Stored data
______

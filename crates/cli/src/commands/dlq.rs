//! `dlq`: list dead-letter records

use collector::{DLQConfig, FileDeadLetterQueue};
use colored::Colorize;
use llm_telemetry_types::DeadLetterRecord;
use std::path::PathBuf;

pub async fn execute(path: PathBuf, limit: Option<usize>) -> anyhow::Result<()> {
    let queue = FileDeadLetterQueue::new(DLQConfig {
        file_path: path,
        ..DLQConfig::default()
    })?;
    let records = queue.read_all().await?;
    let shown = limit.unwrap_or(records.len()).min(records.len());

    println!(
        "{} {} record(s) in {}",
        "Dead letters:".bold(),
        records.len(),
        queue.directory().display()
    );
    for record in &records[records.len() - shown..] {
        print_record(record)?;
    }
    Ok(())
}

fn print_record(record: &DeadLetterRecord) -> anyhow::Result<()> {
    println!(
        "{}  {}  {}",
        record.received_at.to_rfc3339().dimmed(),
        record.reason.to_string().yellow(),
        record.id
    );
    println!("    {}", serde_json::to_string(&record.original_payload)?);
    Ok(())
}
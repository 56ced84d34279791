//! Collector error types

use std::time::Duration;
use thiserror::Error;

#[derive(Error, Debug)]
pub enum CollectorError {
    #[error("Invalid collector configuration: {0}")]
    ConfigError(String),

    #[error("Collector already started")]
    AlreadyStarted,

    #[error("Shutdown timed out after {0:?}")]
    ShutdownTimeout(Duration),

    #[error("HTTP server error: {0}")]
    Server(#[from] std::io::Error),
}

pub type Result<T> = std::result::Result<T, CollectorError>;
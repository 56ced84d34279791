//! Configuration management for the LLM telemetry pipeline
//!
//! Values are layered: built-in defaults, then an optional YAML file, then
//! environment variables prefixed with `TELEMETRY_` (`__` separates nesting,
//! e.g. `TELEMETRY_COLLECTOR__QUEUE_CAPACITY=5000`).

use figment::{
    providers::{Env, Format, Serialized, Yaml},
    Figment,
};
use serde::{Deserialize, Serialize};
use std::path::{Path, PathBuf};
use thiserror::Error;

#[derive(Error, Debug)]
pub enum ConfigError {
    #[error("Failed to load configuration: {0}")]
    LoadError(String),

    #[error("Invalid configuration: {0}")]
    ValidationError(String),
}

pub type Result<T> = std::result::Result<T, ConfigError>;

/// Top-level pipeline configuration
#[derive(Debug, Clone, Default, Serialize, Deserialize)]
#[serde(default)]
pub struct PipelineConfig {
    /// Service / HTTP settings
    pub service: ServiceConfig,

    /// Ingestion collector
    pub collector: CollectorConfig,

    /// Windowed aggregator
    pub aggregator: AggregatorConfig,

    /// Aggregation state store
    pub state: StateConfig,

    /// Durable log backend
    pub log: LogConfig,

    /// Dead-letter queue
    pub dead_letter: DeadLetterConfig,

    /// Aggregate row sink
    pub sink: SinkConfig,

    /// Logging settings
    pub observability: ObservabilityConfig,
}

impl PipelineConfig {
    /// Load configuration from defaults, an optional file and the environment
    pub fn load(config_path: Option<PathBuf>) -> Result<Self> {
        Self::figment(config_path.as_deref())
            .extract()
            .map_err(|e| ConfigError::LoadError(e.to_string()))
    }

    /// Build the provider stack without extracting it
    pub fn figment(config_path: Option<&Path>) -> Figment {
        let mut figment = Figment::from(Serialized::defaults(PipelineConfig::default()));

        if let Some(path) = config_path {
            figment = figment.merge(Yaml::file(path));
        }

        figment.merge(Env::prefixed("TELEMETRY_").split("__"))
    }

    /// Validate configuration
    pub fn validate(&self) -> Result<()> {
        if self.service.port == 0 {
            return Err(invalid("service.port must be non-zero"));
        }

        let c = &self.collector;
        if c.queue_capacity == 0 {
            return Err(invalid("collector.queue_capacity must be at least 1"));
        }
        if c.publisher_workers == 0 {
            return Err(invalid("collector.publisher_workers must be at least 1"));
        }
        if !(c.max_latency_ms.is_finite() && c.max_latency_ms > 0.0) {
            return Err(invalid("collector.max_latency_ms must be positive"));
        }
        if c.critical_threshold_percent > 100
            || c.warning_threshold_percent > c.critical_threshold_percent
        {
            return Err(invalid(
                "collector thresholds must satisfy warning <= critical <= 100",
            ));
        }
        if c.retry.max_attempts == 0 {
            return Err(invalid("collector.retry.max_attempts must be at least 1"));
        }
        if c.retry.multiplier < 1.0 {
            return Err(invalid("collector.retry.multiplier must be >= 1.0"));
        }
        if c.retry.base_delay_ms > c.retry.max_delay_ms {
            return Err(invalid(
                "collector.retry.base_delay_ms must not exceed max_delay_ms",
            ));
        }

        let a = &self.aggregator;
        if a.window_size_secs == 0 {
            return Err(invalid("aggregator.window_size_secs must be at least 1"));
        }
        if a.batch_size == 0 {
            return Err(invalid("aggregator.batch_size must be at least 1"));
        }
        if a.idle_tick_ms == 0 {
            return Err(invalid("aggregator.idle_tick_ms must be at least 1"));
        }

        if self.log.partitions == 0 {
            return Err(invalid("log.partitions must be at least 1"));
        }
        if self.log.backend == LogBackend::Kafka && self.log.kafka.brokers.is_empty() {
            return Err(invalid("log.kafka.brokers is required for the kafka backend"));
        }

        if self.dead_letter.max_file_size_bytes == 0 {
            return Err(invalid("dead_letter.max_file_size_bytes must be non-zero"));
        }

        Ok(())
    }
}

fn invalid(msg: &str) -> ConfigError {
    ConfigError::ValidationError(msg.to_string())
}

/// Service configuration
#[derive(Debug, Clone, Serialize, Deserialize)]
#[serde(default)]
pub struct ServiceConfig {
    /// Service name
    pub name: String,

    /// HTTP bind host
    pub host: String,

    /// HTTP bind port
    pub port: u16,
}

impl Default for ServiceConfig {
    fn default() -> Self {
        Self {
            name: "llm-telemetry".to_string(),
            host: "0.0.0.0".to_string(),
            port: 8080,
        }
    }
}

/// Collector configuration
#[derive(Debug, Clone, Serialize, Deserialize)]
#[serde(default)]
pub struct CollectorConfig {
    /// Bounded publish queue capacity
    pub queue_capacity: usize,

    /// Number of publisher workers draining the queue
    pub publisher_workers: usize,

    /// Upper bound accepted for `latency_ms`
    pub max_latency_ms: f64,

    /// Upper bound accepted for token counts
    pub max_tokens: u64,

    /// Publish retry policy
    pub retry: RetryConfig,

    /// Time allowed for draining in-flight jobs on shutdown
    pub shutdown_timeout_secs: u64,

    /// Queue fill percentage logged as a warning
    pub warning_threshold_percent: u8,

    /// Queue fill percentage logged as critical
    pub critical_threshold_percent: u8,
}

impl Default for CollectorConfig {
    fn default() -> Self {
        Self {
            queue_capacity: 10_000,
            publisher_workers: 4,
            max_latency_ms: 600_000.0,
            max_tokens: 2_000_000,
            retry: RetryConfig::default(),
            shutdown_timeout_secs: 30,
            warning_threshold_percent: 80,
            critical_threshold_percent: 95,
        }
    }
}

/// Exponential backoff settings
#[derive(Debug, Clone, Serialize, Deserialize)]
#[serde(default)]
pub struct RetryConfig {
    pub base_delay_ms: u64,
    pub multiplier: f64,
    pub max_delay_ms: u64,
    pub max_attempts: u32,
}

impl Default for RetryConfig {
    fn default() -> Self {
        Self {
            base_delay_ms: 100,
            multiplier: 2.0,
            max_delay_ms: 5_000,
            max_attempts: 5,
        }
    }
}

/// Aggregator configuration
#[derive(Debug, Clone, Serialize, Deserialize)]
#[serde(default)]
pub struct AggregatorConfig {
    /// Tumbling window length
    pub window_size_secs: u64,

    /// Out-of-orderness tolerated before a window may close
    pub allowed_lateness_secs: u64,

    /// Silence after which a partition's watermark advances with wall-clock time
    pub idle_timeout_secs: u64,

    /// Maximum records folded per commit
    pub batch_size: usize,

    /// Interval of idle ticks that drive closure without new records
    pub idle_tick_ms: u64,

    /// Acknowledged closed-window tombstones older than this are pruned
    pub closed_retention_secs: u64,
}

impl Default for AggregatorConfig {
    fn default() -> Self {
        Self {
            window_size_secs: 60,
            allowed_lateness_secs: 10,
            idle_timeout_secs: 30,
            batch_size: 500,
            idle_tick_ms: 1_000,
            closed_retention_secs: 86_400,
        }
    }
}

/// State store configuration
#[derive(Debug, Clone, Serialize, Deserialize)]
#[serde(default)]
pub struct StateConfig {
    /// Directory of the sled database
    pub path: PathBuf,

    /// Flush to disk on every commit
    pub sync_commits: bool,

    /// sled page cache size
    pub cache_capacity_bytes: u64,
}

impl Default for StateConfig {
    fn default() -> Self {
        Self {
            path: PathBuf::from("./data/state"),
            sync_commits: true,
            cache_capacity_bytes: 64 * 1024 * 1024,
        }
    }
}

/// Log backend selection
#[derive(Debug, Clone, Copy, Serialize, Deserialize, PartialEq, Eq)]
#[serde(rename_all = "snake_case")]
pub enum LogBackend {
    Memory,
    Kafka,
}

/// Durable log configuration
#[derive(Debug, Clone, Serialize, Deserialize)]
#[serde(default)]
pub struct LogConfig {
    pub backend: LogBackend,

    /// Partition count (for kafka, must match the topic)
    pub partitions: u32,

    pub kafka: KafkaConfig,
}

impl Default for LogConfig {
    fn default() -> Self {
        Self {
            backend: LogBackend::Memory,
            partitions: 4,
            kafka: KafkaConfig::default(),
        }
    }
}

/// Kafka connection settings
#[derive(Debug, Clone, Serialize, Deserialize)]
#[serde(default)]
pub struct KafkaConfig {
    /// Comma-separated bootstrap servers
    pub brokers: String,

    pub topic: String,

    pub client_id: String,

    pub message_timeout_ms: u64,
}

impl Default for KafkaConfig {
    fn default() -> Self {
        Self {
            brokers: "localhost:9092".to_string(),
            topic: "llm-telemetry-events".to_string(),
            client_id: "llm-telemetry".to_string(),
            message_timeout_ms: 30_000,
        }
    }
}

/// Dead-letter queue configuration
#[derive(Debug, Clone, Serialize, Deserialize)]
#[serde(default)]
pub struct DeadLetterConfig {
    /// Directory holding `dlq.jsonl` and its rotations
    pub path: PathBuf,

    pub max_file_size_bytes: u64,

    pub max_files: usize,

    /// Records older than this are purged
    pub retention_days: i64,
}

impl Default for DeadLetterConfig {
    fn default() -> Self {
        Self {
            path: PathBuf::from("./data/dlq"),
            max_file_size_bytes: 100 * 1024 * 1024,
            max_files: 10,
            retention_days: 7,
        }
    }
}

/// Aggregate sink configuration
#[derive(Debug, Clone, Serialize, Deserialize)]
#[serde(default)]
pub struct SinkConfig {
    /// JSON-lines output file
    pub path: PathBuf,
}

impl Default for SinkConfig {
    fn default() -> Self {
        Self {
            path: PathBuf::from("./data/aggregates.jsonl"),
        }
    }
}

/// Observability configuration
#[derive(Debug, Clone, Serialize, Deserialize)]
#[serde(default)]
pub struct ObservabilityConfig {
    /// Log level
    pub log_level: String,

    /// Enable structured JSON logging
    pub json_logging: bool,
}

impl Default for ObservabilityConfig {
    fn default() -> Self {
        Self {
            log_level: "info".to_string(),
            json_logging: false,
        }
    }
}
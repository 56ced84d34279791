//! `check-config`: validate and print the effective configuration

use colored::Colorize;
use llm_telemetry_config::PipelineConfig;

pub fn execute(config: &PipelineConfig) -> anyhow::Result<()> {
    config.validate()?;
    println!("{}", serde_json::to_string_pretty(config)?);
    eprintln!("{}", "Configuration is valid".green());
    Ok(())
}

______

Exercise instructions ▸
State the number of lines in the records that include "ConfigError", and write nothing else.

Result ▸
6